Key Takeaways: Code Review and Static Analysis

  1. Code review catches 60-90% of defects — more than testing alone. The combination of review and testing is the most effective defect-detection strategy available.

  2. Eight common COBOL defect patterns account for the majority of production bugs: uninitialized fields, missing scope terminators, wrong PIC clauses, unreachable code, incorrect PERFORM THRU ranges, decimal alignment errors, unchecked file status, and GO TO spaghetti.

  3. Coding standards prevent defects and ensure consistency. A good standard covers naming conventions, structure rules (paragraph length, nesting depth), documentation requirements, and error handling patterns.

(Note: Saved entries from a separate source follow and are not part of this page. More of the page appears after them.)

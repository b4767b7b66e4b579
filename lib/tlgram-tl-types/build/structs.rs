//! Code to generate Rust's `struct`'s from TL definitions.

use crate::grouper;
use crate::rustifier::{rusty_attr_name, rusty_class_name, rusty_type_name, rusty_type_path};
use tlgram_tl_parser::{Category, Definition, ParameterType};
use std::io::{self, Write};

/// Defines the `struct` corresponding to the definition:
///
/// ```
/// pub struct Name {
///     pub field: Type,
/// }
/// ```
fn write_struct<W: Write>(file: &mut W, indent: &str, def: &Definition) -> io::Result<()> {
    // Define struct
    writeln!(
        file,
        "{}pub struct {} {{",
        indent,
        rusty_class_name(&def.name)
    )?;
    for param in def.params.iter() {
        match param.ty {
            ParameterType::Flags => {
                // Flags are computed on-the-fly, not stored
            }
            ParameterType::Normal { .. } => {
                writeln!(
                    file,
                    "{}    pub {}: {},",
                    indent,
                    rusty_attr_name(param),
                    rusty_type_name(param)
                )?;
            }
        }
    }
    writeln!(file, "{}}}", indent)?;
    Ok(())
}

/// Defines the `impl Identifiable` corresponding to the definition:
///
/// ```
/// impl crate::Identifiable for Name {
///     fn constructor_id() -> u32 { 123 }
/// }
/// ```
fn write_identifiable<W: Write>(file: &mut W, indent: &str, def: &Definition) -> io::Result<()> {
    writeln!(
        file,
        "{}impl crate::Identifiable for {} {{",
        indent,
        rusty_class_name(&def.name)
    )?;
    writeln!(
        file,
        "{}    const CONSTRUCTOR_ID: u32 = {};",
        indent, def.id
    )?;
    writeln!(file, "{}}}", indent)?;
    Ok(())
}

/// Defines the `impl Serializable` corresponding to the definition:
///
/// ```
/// impl crate::Serializable for Name {
///     fn serialize<B: std::io::Write>(&self, buf: &mut B) -> std::io::Result<()> {
///         self.field.serialize(buf)?;
///         Ok(())
///     }
/// }
/// ```
fn write_serializable<W: Write>(file: &mut W, indent: &str, def: &Definition) -> io::Result<()> {
    writeln!(
        file,
        "{}impl crate::Serializable for {} {{",
        indent,
        rusty_class_name(&def.name)
    )?;
    writeln!(
        file,
        "{}    fn serialize<B: std::io::Write>(&self, {}buf: &mut B) -> std::io::Result<()> {{",
        indent,
        if def.category == Category::Types && def.params.is_empty() {
            "_"
        } else {
            ""
        }
    )?;

    match def.category {
        Category::Types => {
            // Bare types should not write their `CONSTRUCTOR_ID`.
        }
        Category::Functions => {
            // Functions should always write their `CONSTRUCTOR_ID`.
            writeln!(file, "{}        use crate::Identifiable;", indent)?;
            writeln!(
                file,
                "{}        Self::CONSTRUCTOR_ID.serialize(buf)?;",
                indent
            )?;
        }
    }

    for param in def.params.iter() {
        write!(file, "{}        ", indent)?;
        match &param.ty {
            ParameterType::Flags => {
                write!(file, "(0u32")?;

                // Compute flags as a single expression
                for p in def.params.iter() {
                    match &p.ty {
                        ParameterType::Normal {
                            ty,
                            flag: Some(flag),
                        } if flag.name == param.name => {
                            // We make sure this `p` uses the flag we're currently
                            // parsing by comparing (`p`'s) `flag.name == param.name`.

                            // OR (if the flag is present) the correct bit index.
                            // Only the special-cased "true" flags are booleans.
                            write!(
                                file,
                                " | if self.{}{} {{ {} }} else {{ 0 }}",
                                rusty_attr_name(p),
                                if ty.name == "true" { "" } else { ".is_some()" },
                                1 << flag.index
                            )?;
                        }
                        _ => {}
                    }
                }

                writeln!(file, ").serialize(buf)?;")?;
            }
            ParameterType::Normal { ty, flag } => {
                // The `true` type is not serialized
                if ty.name != "true" {
                    if flag.is_some() {
                        writeln!(
                            file,
                            "if let Some(ref x) = self.{} {{ ",
                            rusty_attr_name(param)
                        )?;
                        writeln!(file, "{}            x.serialize(buf)?;", indent)?;
                        writeln!(file, "{}        }}", indent)?;
                    } else if ty.generic_ref {
                        // Generic references are stored as bytes *but*
                        // they're not serialized like a byte-string.
                        // Instead, they are written out directly.
                        writeln!(file, "buf.write_all(&self.{})?;", rusty_attr_name(param))?;
                    } else {
                        writeln!(file, "self.{}.serialize(buf)?;", rusty_attr_name(param))?;
                    }
                }
            }
        }
    }

    writeln!(file, "{}        Ok(())", indent)?;
    writeln!(file, "{}    }}", indent)?;
    writeln!(file, "{}}}", indent)?;
    Ok(())
}

/// Defines the `impl Deserializable` corresponding to the definition:
///
/// ```
/// impl crate::Deserializable for Name {
///     fn deserialize<B: std::io::Read>(buf: &mut B) -> std::io::Result<Self> {
///         let field = FieldType::deserialize(buf)?;
///         Ok(Name { field })
///     }
/// }
/// ```
fn write_deserializable<W: Write>(file: &mut W, indent: &str, def: &Definition) -> io::Result<()> {
    writeln!(
        file,
        "{}impl crate::Deserializable for {} {{",
        indent,
        rusty_class_name(&def.name)
    )?;
    writeln!(
        file,
        "{}    fn deserialize<B: std::io::Read>({}buf: &mut B) -> std::io::Result<Self> {{",
        indent,
        if def.params.is_empty() { "_" } else { "" }
    )?;

    for (i, param) in def.params.iter().enumerate() {
        write!(file, "{}        ", indent)?;
        match &param.ty {
            ParameterType::Flags => {
                writeln!(
                    file,
                    "let {} = u32::deserialize(buf)?;",
                    rusty_attr_name(param)
                )?;
            }
            ParameterType::Normal { ty, flag } => {
                if ty.name == "true" {
                    let flag = flag
                        .as_ref()
                        .expect("the `true` type must always be used in a flag");
                    writeln!(
                        file,
                        "let {} = ({} & {}) != 0;",
                        rusty_attr_name(param),
                        flag.name,
                        1 << flag.index
                    )?;
                } else {
                    write!(file, "let {} = ", rusty_attr_name(param))?;
                    if let Some(ref flag) = flag {
                        writeln!(file, "if ({} & {}) != 0 {{", flag.name, 1 << flag.index)?;
                        write!(file, "{}            Some(", indent)?;
                    }
                    if ty.generic_ref {
                        // Deserialization of a generic reference requires
                        // parsing *any* constructor, because the length is
                        // not included anywhere. Unfortunately, we do not
                        // have the machinery to do that; we would need a
                        // single `match` with all the possible constructors!.
                        //
                        // But, if the generic is the last parameter, we can
                        // just read the entire remaining thing.
                        //
                        // This will only potentially happen while
                        // deserializing functions anyway.
                        if i == def.params.len() - 1 {
                            writeln!(file, "{{ let mut tmp = Vec::new(); buf.read_to_end(&mut tmp)?; tmp }}")?;
                        } else {
                            writeln!(file, "unimplemented!(\"cannot read generic params in the middle\")")?;
                        }
                    } else {
                        write!(file, "{}::deserialize(buf)?", rusty_type_path(param))?;
                    }
                    if flag.is_some() {
                        writeln!(file, ")")?;
                        writeln!(file, "{}        }} else {{", indent)?;
                        writeln!(file, "{}            None", indent)?;
                        write!(file, "{}        }}", indent)?;
                    }
                    writeln!(file, ";")?;
                }
            }
        }
    }

    writeln!(
        file,
        "{}        Ok({} {{",
        indent,
        rusty_class_name(&def.name)
    )?;

    for param in def.params.iter() {
        write!(file, "{}            ", indent)?;
        match &param.ty {
            ParameterType::Flags => {}
            ParameterType::Normal { .. } => {
                writeln!(file, "{},", rusty_attr_name(param))?;
            }
        }
    }
    writeln!(file, "{}        }})", indent)?;
    writeln!(file, "{}    }}", indent)?;
    writeln!(file, "{}}}", indent)?;
    Ok(())
}

/// Writes an entire definition as Rust code (`struct` and `impl`).
fn write_definition<W: Write>(file: &mut W, indent: &str, def: &Definition) -> io::Result<()> {
    write_struct(file, indent, def)?;
    write_identifiable(file, indent, def)?;
    write_serializable(file, indent, def)?;
    if def.category == Category::Types || cfg!(feature = "deserializable-functions") {
        write_deserializable(file, indent, def)?;
    }
    Ok(())
}

/// Write an entire module for the desired category.
pub(crate) fn write_category_mod<W: Write>(
    mut file: &mut W,
    category: Category,
    definitions: &Vec<Definition>,
) -> io::Result<()> {
    // Begin outermost mod
    match category {
        Category::Types => {
            writeln!(file, "/// This module contains all of the bare types,")?;
            writeln!(file, "/// each represented by a `struct`. All of them")?;
            writeln!(
                file,
                "/// are `Identifiable`, `Serializable` and `Deserializable`."
            )?;
            writeln!(file, "pub mod types {{")?;
        }
        Category::Functions => {
            writeln!(file, "/// This module contains all of the functions,")?;
            writeln!(file, "/// each represented by a `struct`. All of them")?;
            writeln!(file, "/// are `Identifiable` and `Serializable`.")?;
            writeln!(file, "pub mod functions {{")?;
        }
    }

    let grouped = grouper::group_by_ns(definitions, category);
    let mut sorted_keys: Vec<&String> = grouped.keys().collect();
    sorted_keys.sort();
    for key in sorted_keys.into_iter() {
        // Begin possibly inner mod
        let indent = if key.is_empty() {
            "    "
        } else {
            writeln!(file, "    pub mod {} {{", key)?;
            "        "
        };

        for definition in grouped[key].iter() {
            write_definition(&mut file, indent, definition)?;
        }

        // End possibly inner mod
        if !key.is_empty() {
            writeln!(file, "    }}")?;
        }
    }

    // End outermost mod
    writeln!(file, "}}")
}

  4. Static analysis tools automate defect detection. SonarQube, IBM ADDI, and even GnuCOBOL compiler warnings can identify bugs, code smells, and standards violations without executing the program.

  5. Cyclomatic complexity quantifies testing difficulty. A paragraph with complexity above 20 is difficult to test thoroughly; above 50, it is effectively untestable and should be refactored.

  6. Dead code is a hidden cost. Unreachable paragraphs, unused data items, and commented-out code blocks confuse developers, create false dependencies, and increase maintenance burden. Remove them opportunistically.

  7. Copy/paste duplication should be refactored into copybooks, shared paragraphs, or subprograms. Duplicated code means duplicated bugs — and duplicated fix effort.

  8. The code review checklist is your safety net. A structured checklist ensures that reviewers consistently check for known defect patterns rather than relying on ad-hoc inspection.

  9. Technical debt can be quantified in person-hours of remediation effort. This data drives prioritization — fix the highest-debt, most-frequently-modified programs first.

  10. The "boy scout rule" makes incremental improvement sustainable. Leave every program better than you found it. Over time, quality improves without dedicated refactoring projects.